[Work task]:
Which lines in the material below contain the word "enum"? Copy each of them.

[Supplied records]:

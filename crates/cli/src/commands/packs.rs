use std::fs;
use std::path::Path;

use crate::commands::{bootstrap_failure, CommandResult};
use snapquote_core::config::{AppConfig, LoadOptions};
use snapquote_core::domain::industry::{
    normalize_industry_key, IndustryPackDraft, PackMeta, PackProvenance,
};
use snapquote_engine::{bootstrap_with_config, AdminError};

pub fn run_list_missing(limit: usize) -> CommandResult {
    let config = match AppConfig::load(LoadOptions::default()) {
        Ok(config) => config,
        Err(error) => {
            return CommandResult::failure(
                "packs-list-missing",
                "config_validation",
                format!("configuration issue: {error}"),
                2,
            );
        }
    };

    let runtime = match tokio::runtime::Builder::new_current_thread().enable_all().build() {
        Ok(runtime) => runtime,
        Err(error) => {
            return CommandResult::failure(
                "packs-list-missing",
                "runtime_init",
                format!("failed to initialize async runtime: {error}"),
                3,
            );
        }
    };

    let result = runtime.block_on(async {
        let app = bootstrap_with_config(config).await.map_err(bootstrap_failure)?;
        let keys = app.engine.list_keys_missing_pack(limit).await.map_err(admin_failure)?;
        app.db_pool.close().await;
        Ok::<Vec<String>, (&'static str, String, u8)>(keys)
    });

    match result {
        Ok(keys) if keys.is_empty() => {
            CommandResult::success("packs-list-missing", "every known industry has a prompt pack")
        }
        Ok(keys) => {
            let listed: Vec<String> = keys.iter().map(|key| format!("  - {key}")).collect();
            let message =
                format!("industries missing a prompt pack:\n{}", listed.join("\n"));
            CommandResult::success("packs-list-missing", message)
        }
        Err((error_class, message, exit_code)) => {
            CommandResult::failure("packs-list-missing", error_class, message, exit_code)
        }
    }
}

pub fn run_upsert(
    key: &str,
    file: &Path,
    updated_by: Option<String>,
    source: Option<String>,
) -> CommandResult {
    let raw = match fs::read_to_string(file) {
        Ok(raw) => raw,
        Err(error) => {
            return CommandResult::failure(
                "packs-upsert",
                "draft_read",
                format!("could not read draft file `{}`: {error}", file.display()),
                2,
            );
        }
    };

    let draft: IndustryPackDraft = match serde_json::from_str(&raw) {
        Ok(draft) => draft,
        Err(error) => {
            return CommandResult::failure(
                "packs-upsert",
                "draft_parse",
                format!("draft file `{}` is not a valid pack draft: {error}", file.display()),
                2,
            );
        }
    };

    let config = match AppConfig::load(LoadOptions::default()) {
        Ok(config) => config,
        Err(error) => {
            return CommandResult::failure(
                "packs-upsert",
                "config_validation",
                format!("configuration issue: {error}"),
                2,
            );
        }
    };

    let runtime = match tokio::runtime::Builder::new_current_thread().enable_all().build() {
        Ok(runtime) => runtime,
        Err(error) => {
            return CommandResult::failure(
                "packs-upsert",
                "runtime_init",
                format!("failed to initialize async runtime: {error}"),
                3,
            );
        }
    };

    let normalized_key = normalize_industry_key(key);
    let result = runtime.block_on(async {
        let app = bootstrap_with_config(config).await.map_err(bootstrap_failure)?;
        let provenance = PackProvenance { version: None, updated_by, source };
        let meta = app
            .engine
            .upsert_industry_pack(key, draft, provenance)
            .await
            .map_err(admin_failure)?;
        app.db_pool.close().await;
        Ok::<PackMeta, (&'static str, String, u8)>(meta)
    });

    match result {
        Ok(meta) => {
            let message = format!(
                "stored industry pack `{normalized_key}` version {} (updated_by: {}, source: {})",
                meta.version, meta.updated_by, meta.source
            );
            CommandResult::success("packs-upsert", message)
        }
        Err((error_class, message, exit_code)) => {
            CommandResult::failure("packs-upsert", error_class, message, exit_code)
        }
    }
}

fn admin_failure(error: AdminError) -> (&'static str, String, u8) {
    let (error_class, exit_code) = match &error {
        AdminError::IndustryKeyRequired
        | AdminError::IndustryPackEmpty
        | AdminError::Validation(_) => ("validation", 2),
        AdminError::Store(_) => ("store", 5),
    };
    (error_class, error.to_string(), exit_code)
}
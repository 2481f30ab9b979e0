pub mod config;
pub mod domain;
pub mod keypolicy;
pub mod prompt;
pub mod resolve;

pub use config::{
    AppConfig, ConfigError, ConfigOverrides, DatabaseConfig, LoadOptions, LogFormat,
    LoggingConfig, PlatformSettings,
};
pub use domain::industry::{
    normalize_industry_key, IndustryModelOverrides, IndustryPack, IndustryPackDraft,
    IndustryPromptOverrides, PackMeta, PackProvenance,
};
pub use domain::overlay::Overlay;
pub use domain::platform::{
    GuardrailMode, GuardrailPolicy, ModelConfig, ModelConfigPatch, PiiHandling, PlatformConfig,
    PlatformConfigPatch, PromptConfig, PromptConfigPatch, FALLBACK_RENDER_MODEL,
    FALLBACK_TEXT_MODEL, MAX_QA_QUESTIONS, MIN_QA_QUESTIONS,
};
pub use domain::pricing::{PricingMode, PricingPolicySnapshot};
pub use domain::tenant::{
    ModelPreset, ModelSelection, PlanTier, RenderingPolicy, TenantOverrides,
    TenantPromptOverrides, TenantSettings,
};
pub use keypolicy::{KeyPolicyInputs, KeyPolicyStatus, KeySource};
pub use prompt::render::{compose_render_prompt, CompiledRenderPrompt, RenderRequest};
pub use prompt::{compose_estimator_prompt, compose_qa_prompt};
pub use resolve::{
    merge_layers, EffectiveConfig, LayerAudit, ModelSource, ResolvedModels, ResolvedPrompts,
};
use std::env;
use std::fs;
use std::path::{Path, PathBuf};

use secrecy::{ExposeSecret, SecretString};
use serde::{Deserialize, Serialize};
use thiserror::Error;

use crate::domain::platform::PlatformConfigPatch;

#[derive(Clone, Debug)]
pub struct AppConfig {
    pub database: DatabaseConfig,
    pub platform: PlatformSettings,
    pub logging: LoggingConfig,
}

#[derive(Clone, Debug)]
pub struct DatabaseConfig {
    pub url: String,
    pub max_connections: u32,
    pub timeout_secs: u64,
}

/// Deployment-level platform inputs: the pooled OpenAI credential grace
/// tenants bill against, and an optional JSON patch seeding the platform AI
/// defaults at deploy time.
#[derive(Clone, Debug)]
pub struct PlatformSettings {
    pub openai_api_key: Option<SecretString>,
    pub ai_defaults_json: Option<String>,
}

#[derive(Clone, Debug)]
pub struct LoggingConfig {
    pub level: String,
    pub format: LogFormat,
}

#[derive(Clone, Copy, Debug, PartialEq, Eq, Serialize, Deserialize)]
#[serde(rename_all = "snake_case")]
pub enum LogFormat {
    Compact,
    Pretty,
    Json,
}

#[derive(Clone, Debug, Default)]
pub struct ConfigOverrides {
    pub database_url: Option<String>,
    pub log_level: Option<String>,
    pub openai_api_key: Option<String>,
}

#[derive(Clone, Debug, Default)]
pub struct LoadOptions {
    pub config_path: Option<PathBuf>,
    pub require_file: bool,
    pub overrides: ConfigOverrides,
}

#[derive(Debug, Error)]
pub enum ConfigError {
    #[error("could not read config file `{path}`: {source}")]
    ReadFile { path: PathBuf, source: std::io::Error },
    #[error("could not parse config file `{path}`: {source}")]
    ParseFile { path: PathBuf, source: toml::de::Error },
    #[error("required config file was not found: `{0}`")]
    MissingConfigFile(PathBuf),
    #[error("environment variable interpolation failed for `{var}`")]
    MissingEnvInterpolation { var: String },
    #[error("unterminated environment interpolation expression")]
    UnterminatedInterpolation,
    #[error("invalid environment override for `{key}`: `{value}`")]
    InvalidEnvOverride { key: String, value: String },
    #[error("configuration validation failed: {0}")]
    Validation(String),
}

[Response to the task]:
pub enum LogFormat {
pub enum ConfigError {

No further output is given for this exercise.